The Doc teaches his students at the Johns Hopkins University Whiting School of Engineering that innovation is both a noun (“tools and toys”) and a verb: a process of creating added value. While most people understand innovating by making new things, they fail to appreciate that creating value from investments of capital is the core of an innovative organization. Apple excels at both sides of the innovation equation and has managed to do so for a very long time.

Being innovative, however, does not necessarily mean being first. They say that you can usually recognize a pioneer by the many arrows lodged in his back. “First mover advantage” is, in many cases, overrated, because to benefit from it, the innovator needs to overcome many risks: technology, production, market introduction, supply chain, and many more. Doing this requires lots of capital and a large supply of plain old luck. Apple rarely attempts to be the first in a product category, preferring to allow others to pave the way, and then designing its product to solve problems encountered by the pioneers.

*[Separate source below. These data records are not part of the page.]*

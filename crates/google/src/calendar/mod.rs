//! Google Calendar v3 integration
//!
//! This module provides:
//! - Calendar client for listing calendars and managing events
//! - Typed events that keep unknown fields across read-modify-write

mod client;

pub use client::CalendarClient;

/// Calendar API request and response types
pub mod api {
    use chrono::{DateTime, FixedOffset, NaiveDate, Utc};
    use serde::{Deserialize, Serialize};
    use serde_json::{Map, Value};

    /// The signed-in user's main calendar
    pub const PRIMARY_CALENDAR: &str = "primary";

    /// Response from `calendarList.list`
    #[derive(Debug, Default, Deserialize)]
    pub struct CalendarList {
        #[serde(default)]
        pub items: Vec<CalendarListEntry>,
    }

    #[derive(Debug, Clone, Deserialize)]
    #[serde(rename_all = "camelCase")]
    pub struct CalendarListEntry {
        pub id: String,
        pub summary: Option<String>,
        pub description: Option<String>,
        pub time_zone: Option<String>,
        #[serde(default)]
        pub primary: bool,
        pub access_role: Option<String>,
    }

    /// Response from `events.list`
    #[derive(Debug, Default, Deserialize)]
    #[serde(rename_all = "camelCase")]
    pub struct EventList {
        #[serde(default)]
        pub items: Vec<Event>,
        pub next_page_token: Option<String>,
    }

    /// Calendar event
    ///
    /// Fields not modelled here are kept in `extra` so an update sends them
    /// back unchanged.
    #[derive(Debug, Clone, Default, PartialEq, Serialize, Deserialize)]
    #[serde(rename_all = "camelCase")]
    pub struct Event {
        #[serde(skip_serializing_if = "Option::is_none")]
        pub id: Option<String>,
        #[serde(skip_serializing_if = "Option::is_none")]
        pub summary: Option<String>,
        #[serde(skip_serializing_if = "Option::is_none")]
        pub description: Option<String>,
        #[serde(skip_serializing_if = "Option::is_none")]
        pub location: Option<String>,
        #[serde(skip_serializing_if = "Option::is_none")]
        pub start: Option<EventDateTime>,
        #[serde(skip_serializing_if = "Option::is_none")]
        pub end: Option<EventDateTime>,
        #[serde(default, skip_serializing_if = "Vec::is_empty")]
        pub attendees: Vec<Attendee>,
        #[serde(skip_serializing_if = "Option::is_none")]
        pub status: Option<String>,
        #[serde(skip_serializing_if = "Option::is_none")]
        pub html_link: Option<String>,
        #[serde(flatten)]
        pub extra: Map<String, Value>,
    }

    /// Start or end of an event: a timestamp, or a date for all-day events
    #[derive(Debug, Clone, Default, PartialEq, Serialize, Deserialize)]
    #[serde(rename_all = "camelCase")]
    pub struct EventDateTime {
        #[serde(skip_serializing_if = "Option::is_none")]
        pub date_time: Option<DateTime<FixedOffset>>,
        #[serde(skip_serializing_if = "Option::is_none")]
        pub date: Option<NaiveDate>,
        #[serde(skip_serializing_if = "Option::is_none")]
        pub time_zone: Option<String>,
    }

    impl EventDateTime {
        /// Timed boundary in UTC
        pub fn utc(at: DateTime<Utc>) -> Self {
            Self {
                date_time: Some(at.fixed_offset()),
                date: None,
                time_zone: Some("UTC".to_string()),
            }
        }

        /// All-day boundary
        pub fn all_day(date: NaiveDate) -> Self {
            Self {
                date_time: None,
                date: Some(date),
                time_zone: None,
            }
        }
    }

    #[derive(Debug, Clone, Default, PartialEq, Serialize, Deserialize)]
    #[serde(rename_all = "camelCase")]
    pub struct Attendee {
        pub email: String,
        #[serde(skip_serializing_if = "Option::is_none")]
        pub display_name: Option<String>,
        /// needsAction, declined, tentative or accepted
        #[serde(skip_serializing_if = "Option::is_none")]
        pub response_status: Option<String>,
        #[serde(flatten)]
        pub extra: Map<String, Value>,
    }

    impl Attendee {
        pub fn new(email: impl Into<String>) -> Self {
            Self {
                email: email.into(),
                ..Default::default()
            }
        }
    }

    /// Event to create
    #[derive(Debug, Clone, PartialEq, Eq)]
    pub struct NewEvent {
        pub summary: String,
        pub start: DateTime<Utc>,
        pub end: DateTime<Utc>,
        pub description: Option<String>,
        pub location: Option<String>,
        /// Attendee email addresses
        pub attendees: Vec<String>,
    }

    impl NewEvent {
        pub fn new(summary: impl Into<String>, start: DateTime<Utc>, end: DateTime<Utc>) -> Self {
            Self {
                summary: summary.into(),
                start,
                end,
                description: None,
                location: None,
                attendees: Vec::new(),
            }
        }

        pub fn description(mut self, description: impl Into<String>) -> Self {
            self.description = Some(description.into());
            self
        }

        pub fn location(mut self, location: impl Into<String>) -> Self {
            self.location = Some(location.into());
            self
        }

        pub fn attendee(mut self, email: impl Into<String>) -> Self {
            self.attendees.push(email.into());
            self
        }

        pub fn to_event(&self) -> Event {
            Event {
                summary: Some(self.summary.clone()),
                description: self.description.clone(),
                location: self.location.clone(),
                start: Some(EventDateTime::utc(self.start)),
                end: Some(EventDateTime::utc(self.end)),
                attendees: self.attendees.iter().map(Attendee::new).collect(),
                ..Default::default()
            }
        }
    }

    /// Partial event update; only set fields replace the stored ones
    #[derive(Debug, Clone, Default, PartialEq, Eq)]
    pub struct EventPatch {
        pub summary: Option<String>,
        pub description: Option<String>,
        pub location: Option<String>,
        pub start: Option<DateTime<Utc>>,
        pub end: Option<DateTime<Utc>>,
        pub attendees: Option<Vec<String>>,
    }

    impl EventPatch {
        pub fn is_empty(&self) -> bool {
            *self == Self::default()
        }

        /// Merge the set fields into `event`
        pub fn apply(&self, event: &mut Event) {
            if let Some(summary) = &self.summary {
                event.summary = Some(summary.clone());
            }
            if let Some(description) = &self.description {
                event.description = Some(description.clone());
            }
            if let Some(location) = &self.location {
                event.location = Some(location.clone());
            }
            if let Some(start) = self.start {
                event.start = Some(EventDateTime::utc(start));
            }
            if let Some(end) = self.end {
                event.end = Some(EventDateTime::utc(end));
            }
            if let Some(attendees) = &self.attendees {
                event.attendees = attendees.iter().map(Attendee::new).collect();
            }
        }
    }

    /// Time range and size of an event listing
    #[derive(Debug, Clone, Default, PartialEq, Eq)]
    pub struct EventWindow {
        /// Lower bound on event end time; now when unset
        pub time_min: Option<DateTime<Utc>>,
        /// Upper bound on event start time
        pub time_max: Option<DateTime<Utc>>,
        /// Defaults to 10
        pub max_results: Option<u32>,
    }

    impl EventWindow {
        pub fn new() -> Self {
            Self::default()
        }

        pub fn since(mut self, time_min: DateTime<Utc>) -> Self {
            self.time_min = Some(time_min);
            self
        }

        pub fn until(mut self, time_max: DateTime<Utc>) -> Self {
            self.time_max = Some(time_max);
            self
        }

        pub fn max_results(mut self, max_results: u32) -> Self {
            self.max_results = Some(max_results);
            self
        }
    }

    #[cfg(test)]
    mod tests {
        use super::*;
        use chrono::TimeZone;

        #[test]
        fn test_event_keeps_unknown_fields() {
            let raw = serde_json::json!({
                "id": "evt1",
                "summary": "Standup",
                "start": {"dateTime": "2024-03-01T09:00:00-05:00", "timeZone": "America/New_York"},
                "end": {"dateTime": "2024-03-01T09:15:00-05:00"},
                "recurrence": ["RRULE:FREQ=DAILY"],
                "reminders": {"useDefault": true}
            });
            let event: Event = serde_json::from_value(raw.clone()).unwrap();
            assert_eq!(event.extra.len(), 2);
            assert_eq!(serde_json::to_value(&event).unwrap(), raw);
        }

        #[test]
        fn test_all_day_event() {
            let raw = serde_json::json!({"start": {"date": "2024-07-04"}});
            let event: Event = serde_json::from_value(raw).unwrap();
            let start = event.start.unwrap();
            assert_eq!(start.date, NaiveDate::from_ymd_opt(2024, 7, 4));
            assert!(start.date_time.is_none());
        }

        #[test]
        fn test_patch_merges_only_set_fields() {
            let mut event = Event {
                summary: Some("Old".to_string()),
                location: Some("Room 1".to_string()),
                ..Default::default()
            };
            let new_start = Utc.with_ymd_and_hms(2024, 5, 1, 14, 0, 0).unwrap();
            let patch = EventPatch {
                summary: Some("New".to_string()),
                start: Some(new_start),
                ..Default::default()
            };
            assert!(!patch.is_empty());
            patch.apply(&mut event);

            assert_eq!(event.summary.as_deref(), Some("New"));
            assert_eq!(event.location.as_deref(), Some("Room 1"));
            assert_eq!(event.start, Some(EventDateTime::utc(new_start)));
            assert!(event.end.is_none());
        }

        #[test]
        fn test_new_event_body() {
            let start = Utc.with_ymd_and_hms(2024, 5, 1, 14, 0, 0).unwrap();
            let end = Utc.with_ymd_and_hms(2024, 5, 1, 15, 0, 0).unwrap();
            let event = NewEvent::new("Review", start, end)
                .location("HQ")
                .attendee("a@x.com")
                .to_event();

            assert_eq!(
                serde_json::to_value(&event).unwrap(),
                serde_json::json!({
                    "summary": "Review",
                    "location": "HQ",
                    "start": {"dateTime": "2024-05-01T14:00:00+00:00", "timeZone": "UTC"},
                    "end": {"dateTime": "2024-05-01T15:00:00+00:00", "timeZone": "UTC"},
                    "attendees": [{"email": "a@x.com"}]
                })
            );
        }
    }
}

There were personal computers before the Apple ][, but you had to build your own before you could plug it in and use it. There were computers with graphic user interfaces before the Macintosh (the “Computer for the Rest of Us”), but they cost $15,000 (Xerox Star) or $5,000 (Apple Lisa). There were laser printers before the LaserWriter, but no software that turned them into printing presses (AppleWrite and PageMaker). There were cellphones that could email before the iPhone, but they had tiny keyboards and no useful web browser or music player. In each case, what Apple added was a focus on how humans would use the technology to be more creative and more productive. This “human-centered design” philosophy has always been key to Apple’s innovative success.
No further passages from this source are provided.